The AX-1 was not the first time that paying customers or non-astronauts had visited the International Space Station, as Russia did Sold out seats On its Soyuz spacecraft to Various Wealthy Thrill Seekers in past years.
But the AX-1 was the first with A crew composed entirely of private citizens with no active members of a government space corps accompanies them in the capsule during the flight to and from the International Space Station. It is also the first time that ordinary citizens have traveled to the International Space Station aboard a US-made spacecraft.
The mission started another round of discussion about whether people who pay for their way into space should be referred to as “astronauts,” although it should be noted that a trip to the International Space Station requires a much greater investment of time and money than taking a short, semi-shoring trip. Orbital on a rocket built by companies like blue origin or Virgo Galaxy.
Lopez Allegria, a veteran Four flights into space between 1995 and 2007 During his time with NASA, he said this about it: “This mission is very different from what you might have heard in some recent missions – especially sub-orbital ones. We are not space tourists. I think there is an important role for space tourism, but that’s not what it means.” Axiom”.

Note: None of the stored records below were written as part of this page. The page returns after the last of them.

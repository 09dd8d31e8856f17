//! Turning raw user input (URL parameters, CLI flags, UI selections) into a
//! well-formed [`FilterRequest`].
//!
//! Normalization never fails: stale or unknown keys degrade to
//! [`Selection::All`] so an old bookmarked URL still shows a sensible list.

use std::fmt;
use std::str::FromStr;

use serde::{Deserialize, Deserializer, Serialize, Serializer};

use crate::catalog::Catalog;
use crate::error::CatalogError;
use crate::language::Language;

/// Reserved key meaning "no restriction" for a category or subcategory.
pub const ALL_SENTINEL: &str = "all";

/// A category or subcategory choice.
#[derive(Debug, Clone, Default, PartialEq, Eq, Hash)]
pub enum Selection {
    #[default]
    All,
    Key(String),
}

impl Selection {
    /// Parse user input. Blank input and `"all"` (any case) select everything.
    #[must_use]
    pub fn parse(raw: &str) -> Self {
        let trimmed = raw.trim();
        if trimmed.is_empty() || Self::is_sentinel(trimmed) {
            Selection::All
        } else {
            Selection::Key(trimmed.to_string())
        }
    }

    /// Returns `true` if `key` is the reserved `"all"` sentinel.
    #[must_use]
    pub fn is_sentinel(key: &str) -> bool {
        key.trim().eq_ignore_ascii_case(ALL_SENTINEL)
    }

    #[must_use]
    pub fn is_all(&self) -> bool {
        matches!(self, Selection::All)
    }

    /// The concrete key, or `None` for `All`.
    #[must_use]
    pub fn key(&self) -> Option<&str> {
        match self {
            Selection::All => None,
            Selection::Key(key) => Some(key),
        }
    }

    /// The key as it appears in URLs: `"all"` for `All`.
    #[must_use]
    pub fn as_str(&self) -> &str {
        self.key().unwrap_or(ALL_SENTINEL)
    }
}

impl fmt::Display for Selection {
    fn fmt(&self, f: &mut fmt::Formatter<'_>) -> fmt::Result {
        f.write_str(self.as_str())
    }
}

impl From<&str> for Selection {
    fn from(raw: &str) -> Self {
        Selection::parse(raw)
    }
}

impl Serialize for Selection {
    fn serialize<S: Serializer>(&self, serializer: S) -> Result<S::Ok, S::Error> {
        serializer.serialize_str(self.as_str())
    }
}

impl<'de> Deserialize<'de> for Selection {
    fn deserialize<D: Deserializer<'de>>(deserializer: D) -> Result<Self, D::Error> {
        let raw = String::deserialize(deserializer)?;
        Ok(Selection::parse(&raw))
    }
}

/// Result ordering. `Catalog` keeps the canonical category-major order.
#[derive(Debug, Clone, Copy, Default, PartialEq, Eq, Hash, Serialize, Deserialize)]
#[serde(rename_all = "lowercase")]
pub enum SortMode {
    #[default]
    #[serde(alias = "relevance")]
    Catalog,
    Alphabetical,
    Popular,
}

impl SortMode {
    #[must_use]
    pub fn as_str(self) -> &'static str {
        match self {
            SortMode::Catalog => "catalog",
            SortMode::Alphabetical => "alphabetical",
            SortMode::Popular => "popular",
        }
    }

    /// Parse an optional user value, falling back to `Catalog` for anything
    /// unrecognized.
    #[must_use]
    pub fn parse_lenient(raw: Option<&str>) -> Self {
        raw.and_then(|s| s.parse().ok()).unwrap_or_default()
    }
}

impl fmt::Display for SortMode {
    fn fmt(&self, f: &mut fmt::Formatter<'_>) -> fmt::Result {
        f.write_str(self.as_str())
    }
}

impl FromStr for SortMode {
    type Err = CatalogError;

    fn from_str(s: &str) -> Result<Self, Self::Err> {
        match s.trim().to_ascii_lowercase().as_str() {
            "" | "catalog" | "relevance" => Ok(SortMode::Catalog),
            "alphabetical" | "alpha" => Ok(SortMode::Alphabetical),
            "popular" => Ok(SortMode::Popular),
            _ => Err(CatalogError::UnsupportedSortMode(s.to_string())),
        }
    }
}

/// Unvalidated query parameters as they arrive from a URL or the CLI.
#[derive(Debug, Clone, Default, PartialEq, Eq, Deserialize)]
pub struct RawQuery {
    #[serde(default)]
    pub q: Option<String>,
    #[serde(default)]
    pub category: Option<String>,
    #[serde(default)]
    pub subcategory: Option<String>,
    #[serde(default)]
    pub sort: Option<String>,
}

/// A well-formed filter: keys exist in the catalog (or are `All`), the text
/// is normalized, and `category == All` implies `subcategory == All`.
#[derive(Debug, Clone, Default, PartialEq, Eq, Hash, Serialize)]
pub struct FilterRequest {
    pub category: Selection,
    pub subcategory: Selection,
    pub text: String,
    pub sort: SortMode,
}

impl FilterRequest {
    /// Everything, unfiltered, in catalog order.
    #[must_use]
    pub fn all() -> Self {
        Self::default()
    }

    #[must_use]
    pub fn with_text(mut self, text: &str) -> Self {
        self.text = normalize_text(text);
        self
    }

    #[must_use]
    pub fn with_sort(mut self, sort: SortMode) -> Self {
        self.sort = sort;
        self
    }
}

/// Trim and lower-case free text. An empty result means "no text filter".
#[must_use]
pub fn normalize_text(raw: &str) -> String {
    raw.trim().to_lowercase()
}

/// Validate a raw query against the catalog's taxonomy for `language`.
#[must_use]
pub fn normalize(catalog: &Catalog, language: Language, raw: &RawQuery) -> FilterRequest {
    let category = resolve_category(
        catalog,
        language,
        Selection::parse(raw.category.as_deref().unwrap_or_default()),
    );
    let subcategory = resolve_subcategory(
        catalog,
        language,
        &category,
        Selection::parse(raw.subcategory.as_deref().unwrap_or_default()),
    );

    FilterRequest {
        category,
        subcategory,
        text: normalize_text(raw.q.as_deref().unwrap_or_default()),
        sort: SortMode::parse_lenient(raw.sort.as_deref()),
    }
}

fn resolve_category(catalog: &Catalog, language: Language, selection: Selection) -> Selection {
    match selection {
        Selection::Key(key) if !catalog.contains_category(language, &key) => {
            tracing::debug!(language = %language, category = %key, "unknown category; using all");
            Selection::All
        }
        other => other,
    }
}

fn resolve_subcategory(
    catalog: &Catalog,
    language: Language,
    category: &Selection,
    selection: Selection,
) -> Selection {
    let Selection::Key(category) = category else {
        return Selection::All;
    };
    match selection {
        Selection::Key(key) if !catalog.contains_subcategory(language, category, &key) => {
            tracing::debug!(
                language = %language,
                category = %category,
                subcategory = %key,
                "unknown subcategory; using all"
            );
            Selection::All
        }
        other => other,
    }
}

/// Interactive selection state behind a search page.
///
/// Changing the category always resets the subcategory, because the old
/// subcategory belongs to the old category's taxonomy.
#[derive(Debug, Clone, Default, PartialEq, Eq)]
pub struct FilterState {
    category: Selection,
    subcategory: Selection,
    text: String,
    sort: SortMode,
}

impl FilterState {
    #[must_use]
    pub fn new() -> Self {
        Self::default()
    }

    /// Seed the state from URL parameters without validating them yet.
    #[must_use]
    pub fn from_raw(raw: &RawQuery) -> Self {
        let category = Selection::parse(raw.category.as_deref().unwrap_or_default());
        let subcategory = if category.is_all() {
            Selection::All
        } else {
            Selection::parse(raw.subcategory.as_deref().unwrap_or_default())
        };
        Self {
            category,
            subcategory,
            text: raw.q.clone().unwrap_or_default(),
            sort: SortMode::parse_lenient(raw.sort.as_deref()),
        }
    }

    #[must_use]
    pub fn category(&self) -> &Selection {
        &self.category
    }

    #[must_use]
    pub fn subcategory(&self) -> &Selection {
        &self.subcategory
    }

    #[must_use]
    pub fn text(&self) -> &str {
        &self.text
    }

    #[must_use]
    pub fn sort(&self) -> SortMode {
        self.sort
    }

    pub fn select_category(&mut self, category: Selection) {
        if category != self.category {
            self.category = category;
            self.subcategory = Selection::All;
        }
    }

    /// Ignored while the category is `All`.
    pub fn select_subcategory(&mut self, subcategory: Selection) {
        if !self.category.is_all() {
            self.subcategory = subcategory;
        }
    }

    pub fn set_text(&mut self, text: impl Into<String>) {
        self.text = text.into();
    }

    pub fn set_sort(&mut self, sort: SortMode) {
        self.sort = sort;
    }

    /// Back to all/all with no text.
    pub fn clear(&mut self) {
        self.category = Selection::All;
        self.subcategory = Selection::All;
        self.text.clear();
    }

    /// The state as URL parameters.
    #[must_use]
    pub fn to_raw(&self) -> RawQuery {
        RawQuery {
            q: Some(self.text.clone()).filter(|t| !t.trim().is_empty()),
            category: self.category.key().map(str::to_owned),
            subcategory: self.subcategory.key().map(str::to_owned),
            sort: (self.sort != SortMode::Catalog).then(|| self.sort.as_str().to_owned()),
        }
    }

    /// Build the validated request for the current state.
    #[must_use]
    pub fn request(&self, catalog: &Catalog, language: Language) -> FilterRequest {
        normalize(catalog, language, &self.to_raw())
    }
}

#[cfg(test)]
#[path = "query_test.rs"]
mod tests;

Although fee-paying customers would not receive astronaut wings from the US government, they were provided with a “Universal Astronaut Insignia” – a gold pin recently designed by the Association of Space Explorers, an international group It consists of astronauts from 38 countries. Lopez Allegria presented Stibbe, Pathy and Connor brooches during a welcome party after the group Link at the space station.
“Beer fan. Travel specialist. Amateur alcohol scholar. Bacon trailblazer. Music fanatic.”